After just four months of lessons, she passed her test and bought her first bike, a Yamaha Virago chosen because it is low to the ground, making it easier to handle.

And a year later, when she was able to drive without R plates, she was thrilled to take delivery of a Sportster Harley and immediately joined the Belfast HOGs.

She explains why having a Harley meant so much: “I just loved the shape of Harleys and what they stand for, to me there was always a certain prestige attached to having a Harley. They are also easy to ride.

“My bike is beautiful; it’s all singing and all dancing and everyone looks at it.

“It was great when the Ladies of Harley formed as everyone is just so supportive.”

Being a woman on a Harley — as well as a woman of a certain age — does cause a bit of a stir when Carol-Anne is out and about on her bike. But she insists age is no barrier to enjoyment and takes the frequent stares in her stride.

She laughs as she explains: “People usually think that I’m some biker chick on my Harley until I take my helmet off and they realise I am just some oul doll and granny riding it. It is really funny how you are viewed but I love the fact that I am 62 and can go out on my bike.”

Not long after she passed her test, she joined thousands of Harley riders to take part in one of the biggest global events on the supporters’ calendar — the legendary Sturgis Motorcycle Rally in the US.

She says: “I hired a brand-new bike to ride at the event and when they handed it to me, they said, ‘All I ask is that you bring it back dirty’. I couldn’t work out how to even start it until I was told to use the fob I had put in my pocket. It was a thrilling two weeks.”

Another veteran of the HOG club is current director Michael Morrow, (41) from Dundrod, who got his first Harley 10 years ago.

Dad to Aidan (14), and Olivia (12), Michael, who is an operations director for an engineering company, is married to Diane (41), who enjoys riding pillion with him.

“Our main driving force is getting people out on their bikes enjoying themselves,” he says of HOG.

“I first set my motorbike test when I was at university and always wanted a Harley. I went to college in American and worked and owned Harleys in America right up until before Covid-19.

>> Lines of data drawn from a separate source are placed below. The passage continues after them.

use std::borrow::Cow;

use wgpu::naga::{self, ShaderStage};

#[derive(Debug, thiserror::Error)]
pub enum ShaderError {
    #[error("failed to parse {stage:?} shader: {message}")]
    Parse { stage: ShaderStage, message: String },
    #[error("{stage:?} shader failed validation: {message}")]
    Validation { stage: ShaderStage, message: String },
}

/// GLSL sources that passed parsing and validation once at startup.
#[derive(Debug, Clone)]
pub struct ShaderLibrary {
    vertex: Cow<'static, str>,
    fragment: Cow<'static, str>,
}

impl ShaderLibrary {
    pub fn load() -> Result<Self, ShaderError> {
        validate_glsl(VERTEX_SHADER_GLSL, ShaderStage::Vertex)?;
        validate_glsl(FRAGMENT_SHADER_GLSL, ShaderStage::Fragment)?;
        tracing::debug!("slide shaders validated");
        Ok(Self {
            vertex: Cow::Borrowed(VERTEX_SHADER_GLSL),
            fragment: Cow::Borrowed(FRAGMENT_SHADER_GLSL),
        })
    }

    pub(crate) fn vertex_module(&self, device: &wgpu::Device) -> wgpu::ShaderModule {
        device.create_shader_module(wgpu::ShaderModuleDescriptor {
            label: Some("fullscreen triangle vertex"),
            source: wgpu::ShaderSource::Glsl {
                shader: self.vertex.clone(),
                stage: ShaderStage::Vertex,
                defines: &[],
            },
        })
    }

    pub(crate) fn fragment_module(&self, device: &wgpu::Device) -> wgpu::ShaderModule {
        device.create_shader_module(wgpu::ShaderModuleDescriptor {
            label: Some("slide fragment"),
            source: wgpu::ShaderSource::Glsl {
                shader: self.fragment.clone(),
                stage: ShaderStage::Fragment,
                defines: &[],
            },
        })
    }
}

/// Runs naga's GLSL frontend and validator over `source`.
pub fn validate_glsl(source: &str, stage: ShaderStage) -> Result<(), ShaderError> {
    let mut frontend = naga::front::glsl::Frontend::default();
    let module = frontend
        .parse(&naga::front::glsl::Options::from(stage), source)
        .map_err(|err| ShaderError::Parse {
            stage,
            message: format!("{err:?}"),
        })?;
    naga::valid::Validator::new(
        naga::valid::ValidationFlags::all(),
        naga::valid::Capabilities::all(),
    )
    .validate(&module)
    .map_err(|err| ShaderError::Validation {
        stage,
        message: format!("{err:?}"),
    })?;
    Ok(())
}

/// Slide compositor.
///
/// The uniform block layout must match [`SlideUniforms`](crate::gpu::SlideUniforms).
/// `v_uv` has a bottom-left origin; slide textures are uploaded flipped so the
/// same convention holds for texture space.
const FRAGMENT_SHADER_GLSL: &str = r"#version 450
layout(location = 0) in vec2 v_uv;
layout(location = 0) out vec4 outColor;

layout(std140, set = 0, binding = 0) uniform SlideParams {
    vec2 resolution;
    vec2 pointer;
    vec2 texture1Size;
    vec2 texture2Size;
    float progress;
    float zoom1;
    float zoom2;
    float grain;
    float brightness;
    float time;
    float activity;
    float markerCount;
    float activeMarker;
    float hoveredMarker;
    float waveAmplitude;
    float waveFrequency;
    float waveSpeed;
    float rippleRadius;
    float rippleFrequency;
    float rippleSpeed;
    float rippleStrength;
    float markerRadius;
    float markerSpacing;
    float markerMargin;
} params;

layout(set = 1, binding = 0) uniform texture2D slideTexture1;
layout(set = 1, binding = 1) uniform sampler slideSampler1;
layout(set = 1, binding = 2) uniform texture2D slideTexture2;
layout(set = 1, binding = 3) uniform sampler slideSampler2;

const int MAX_MARKERS = 32;

vec2 coverUv(vec2 uv, vec2 textureSize, float zoom) {
    vec2 res = max(params.resolution, vec2(1.0));
    vec2 tex = max(textureSize, vec2(1.0));
    float scale = max(res.x / tex.x, res.y / tex.y) * zoom;
    vec2 visible = res / (tex * scale);
    return (uv - vec2(0.5)) * visible + vec2(0.5);
}

float insideUnit(vec2 uv) {
    vec2 inside = step(vec2(0.0), uv) * step(uv, vec2(1.0));
    return inside.x * inside.y;
}

float grainNoise(vec2 p) {
    p = fract(p * vec2(123.34, 456.21));
    p += dot(p, p + vec2(45.32));
    return fract(p.x * p.y);
}

vec3 drawMarkers(vec3 color, vec2 fragPx) {
    float firstX = params.resolution.x * 0.5
        - (params.markerCount - 1.0) * 0.5 * params.markerSpacing;
    for (int i = 0; i < MAX_MARKERS; i++) {
        float index = float(i);
        if (index >= params.markerCount) {
            break;
        }
        vec2 center = vec2(firstX + index * params.markerSpacing, params.markerMargin);
        float dist = length(fragPx - center);
        float fill = 1.0 - smoothstep(params.markerRadius - 1.0, params.markerRadius, dist);
        float active = 1.0 - step(0.5, abs(index - params.activeMarker));
        float hovered = 1.0 - step(0.5, abs(index - params.hoveredMarker));
        float alpha = max(mix(0.4, 1.0, active), 0.75 * hovered);
        color = mix(color, vec3(1.0), fill * alpha);
    }
    return color;
}

void main() {
    vec2 uv = v_uv;
    float t = params.time;

    uv.x += params.waveAmplitude * sin(uv.y * params.waveFrequency + t * params.waveSpeed);
    uv.y += params.waveAmplitude
        * sin(uv.x * params.waveFrequency * 0.7 + t * params.waveSpeed * 0.8) * 0.5;

    float aspect = params.resolution.x / max(params.resolution.y, 1.0);
    vec2 delta = uv - params.pointer;
    delta.x *= aspect;
    float dist = length(delta);
    float falloff = 1.0 - smoothstep(0.0, params.rippleRadius, dist);
    float gate = step(0.01, params.activity);
    float ripple = sin(dist * params.rippleFrequency - t * params.rippleSpeed)
        * falloff * params.activity * gate;
    vec2 direction = delta / max(dist, 0.0001);
    direction.x /= aspect;
    uv += direction * ripple * params.rippleStrength;

    vec2 uv1 = coverUv(uv, params.texture1Size, params.zoom1);
    vec2 uv2 = coverUv(uv, params.texture2Size, params.zoom2);
    vec3 color1 = texture(sampler2D(slideTexture1, slideSampler1), uv1).rgb * insideUnit(uv1);
    vec3 color2 = texture(sampler2D(slideTexture2, slideSampler2), uv2).rgb * insideUnit(uv2);
    vec3 color = mix(color1, color2, params.progress);

    float noise = grainNoise(v_uv * params.resolution + vec2(fract(t * 7.0) * 613.0)) - 0.5;
    color += vec3(noise * params.grain);
    color *= params.brightness;

    color = drawMarkers(color, v_uv * params.resolution);
    outColor = vec4(clamp(color, vec3(0.0), vec3(1.0)), 1.0);
}
";

/// Minimal full-screen triangle vertex shader.
const VERTEX_SHADER_GLSL: &str = r"#version 450
layout(location = 0) out vec2 v_uv;

const vec2 positions[3] = vec2[3](
    vec2(-1.0, -3.0),
    vec2(3.0, 1.0),
    vec2(-1.0, 1.0)
);

void main() {
    uint vertex_index = uint(gl_VertexIndex);
    vec2 pos = positions[vertex_index];
    v_uv = pos * 0.5 + vec2(0.5, 0.5);
    gl_Position = vec4(pos, 0.0, 1.0);
}
";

“I grew up in a family of petrol heads although I am the only biker.

“Being part of the supporters’ club is like being part of a big family, the camaraderie is fantastic.

“I’ve made lifelong friends through the group and travelled the world. Most of my best friends now are HOG members and I know I can rely on them if I ever need anything.

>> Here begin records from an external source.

/// Easing curve applied to transition tweens.
#[derive(Debug, Clone, Copy, PartialEq, Eq, Default, Serialize, Deserialize)]
#[serde(rename_all = "kebab-case")]
pub enum EasingSetting {
    Linear,
    Smoothstep,
    #[default]
    EaseInOut,
    EaseOut,
}

#[derive(Debug, Clone, Deserialize, Serialize)]
pub struct EngineSettings {
    #[serde(
        default = "default_transition",
        deserialize_with = "deserialize_duration"
    )]
    pub transition: Duration,
    /// Fraction of the transition at which the text swap starts.
    #[serde(default = "default_sync_point")]
    pub sync_point: f32,
    #[serde(default = "default_true")]
    pub autoplay: bool,
    #[serde(
        default = "default_autoplay_interval",
        deserialize_with = "deserialize_duration"
    )]
    pub autoplay_interval: Duration,
    #[serde(default, deserialize_with = "deserialize_duration_opt")]
    pub autoplay_delay: Option<Duration>,
    #[serde(default, deserialize_with = "deserialize_duration_opt")]
    pub resume_after_navigation: Option<Duration>,
    #[serde(default)]
    pub easing: EasingSetting,
}

impl Default for EngineSettings {
    fn default() -> Self {
        Self {
            transition: default_transition(),
            sync_point: default_sync_point(),
            autoplay: true,
            autoplay_interval: default_autoplay_interval(),
            autoplay_delay: None,
            resume_after_navigation: None,
            easing: EasingSetting::default(),
        }
    }
}

#[derive(Debug, Clone, Deserialize, Serialize)]
pub struct TextSettings {
    #[serde(default = "default_text_exit", deserialize_with = "deserialize_duration")]
    pub exit: Duration,
    #[serde(
        default = "default_text_enter",
        deserialize_with = "deserialize_duration"
    )]
    pub enter: Duration,
    #[serde(
        default = "default_text_stagger",
        deserialize_with = "deserialize_duration"
    )]
    pub stagger: Duration,
}

impl Default for TextSettings {
    fn default() -> Self {
        Self {
            exit: default_text_exit(),
            enter: default_text_enter(),
            stagger: default_text_stagger(),
        }
    }
}

#[derive(Debug, Clone, Copy, PartialEq, Deserialize, Serialize)]
#[serde(default)]
pub struct EffectSettings {
    pub wave_amplitude: f32,
    pub wave_frequency: f32,
    pub wave_speed: f32,
    pub ripple_radius: f32,
    pub ripple_frequency: f32,
    pub ripple_speed: f32,
    pub ripple_strength: f32,
    /// Per-frame approach factor for the pointer activity value.
    pub activity_smoothing: f32,
}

“Harleys are a bit different and there has always been the sound of it, nothing else sounds like it. You could say we are all bike mad.”

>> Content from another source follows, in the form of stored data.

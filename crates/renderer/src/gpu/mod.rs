//! GPU side of the slide renderer.
//!
//! - `context` owns surface and device wiring and reconfigures the swapchain
//!   on resize.
//! - `textures` uploads decoded slides and keeps a black placeholder for
//!   slots whose image has not arrived.
//! - `pipeline` builds the single full-screen pipeline and the two-slide
//!   bind group.
//! - `uniforms` mirrors the `SlideParams` block written once per frame.
//! - `state` glues everything together behind `GpuState`.

mod context;
mod pipeline;
mod state;
mod textures;
mod uniforms;

pub use context::GpuContextError;
pub(crate) use state::GpuState;
pub use uniforms::{cover_fit_scale, cover_uv, SlideUniforms};
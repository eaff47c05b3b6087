//! Title-bar presentation of the slide text block.
//!
//! The window caption stands in for the overlay text: glyphs of the title
//! appear as their staggered reveal passes the halfway mark, and the
//! description follows the block opacity.

use sequencer::{TextFrame, TextPhase, TextSurface};

const REVEAL_THRESHOLD: f32 = 0.5;

#[derive(Debug, Default)]
pub struct TitleTextSurface {
    prefix: String,
    title: String,
    description: String,
    caption: String,
    dirty: bool,
}

impl TitleTextSurface {
    pub fn new(prefix: impl Into<String>) -> Self {
        let prefix = prefix.into();
        Self {
            caption: prefix.clone(),
            prefix,
            dirty: true,
            ..Self::default()
        }
    }

    /// Returns the caption if it changed since the last call.
    pub fn take_caption(&mut self) -> Option<&str> {
        if !self.dirty {
            return None;
        }
        self.dirty = false;
        Some(&self.caption)
    }
}

impl TextSurface for TitleTextSurface {
    fn set_content(&mut self, title: &str, description: &str) {
        self.title = title.to_owned();
        self.description = description.to_owned();
    }

    fn present(&mut self, frame: &TextFrame) {
        let caption = compose_caption(&self.prefix, &self.title, &self.description, frame);
        if caption != self.caption {
            tracing::trace!(phase = ?frame.phase, opacity = frame.opacity, %caption, "caption");
            self.caption = caption;
            self.dirty = true;
        }
    }
}

pub fn compose_caption(prefix: &str, title: &str, description: &str, frame: &TextFrame) -> String {
    let visible_title: String = match frame.phase {
        TextPhase::Settled => title.to_owned(),
        TextPhase::Exit if frame.opacity >= REVEAL_THRESHOLD => title.to_owned(),
        TextPhase::Exit => String::new(),
        TextPhase::Enter => title
            .chars()
            .zip(frame.glyph_opacity.iter())
            .filter(|(_, opacity)| **opacity >= REVEAL_THRESHOLD)
            .map(|(ch, _)| ch)
            .collect(),
    };
    let show_description = !description.is_empty()
        && (frame.phase == TextPhase::Settled || frame.opacity >= REVEAL_THRESHOLD);

    let mut caption = prefix.to_owned();
    if !visible_title.is_empty() {
        if !caption.is_empty() {
            caption.push_str(": ");
        }
        caption.push_str(&visible_title);
    }
    if show_description && !visible_title.is_empty() {
        caption.push_str(" · ");
        caption.push_str(description);
    }
    caption
}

As Harleys tend to be at the higher end of the motorbike price scale, riding one can sometimes be seen as a bit of an elite hobby.

But Michael, who is keen to attract younger members to the club, insists it is a joy open to anyone and that second hand bikes can be picked up for as little as £5,000.

“We would love to see more young people joining. We really are an organisation full of really good people and if you’ve got a Harley, you are welcome to join us.

“We do special runs for new riders at the start of the season.”

Harley season runs from March to October when there are weekly runs as well as big events staged by other clubs worldwide which are open to local members.

Fundraising is another huge part of the club which has raised several thousand for the NI Air Ambulance in the past three years alone.

The club made headlines in July when two members made a mercy trip with other international riders bringing 59 tonnes of aid to Ukraine, returning with a pet cat whose family had taken refuge in Belfast.

Now members are gearing up for the highlight of their annual calendar when close to 200 local and visiting Harley lovers will descend on the Co Down coast for HOG’s annual rally.

The event is hosted by the Burrendale Hotel and members are invited to camp for free in the grounds and have full use of hotel facilities.

The highlight of the weekend will be the Silent Valley run at 11am on Saturday when all of the bikers will ride through Newcastle Main Street towards the Mourne Mountains.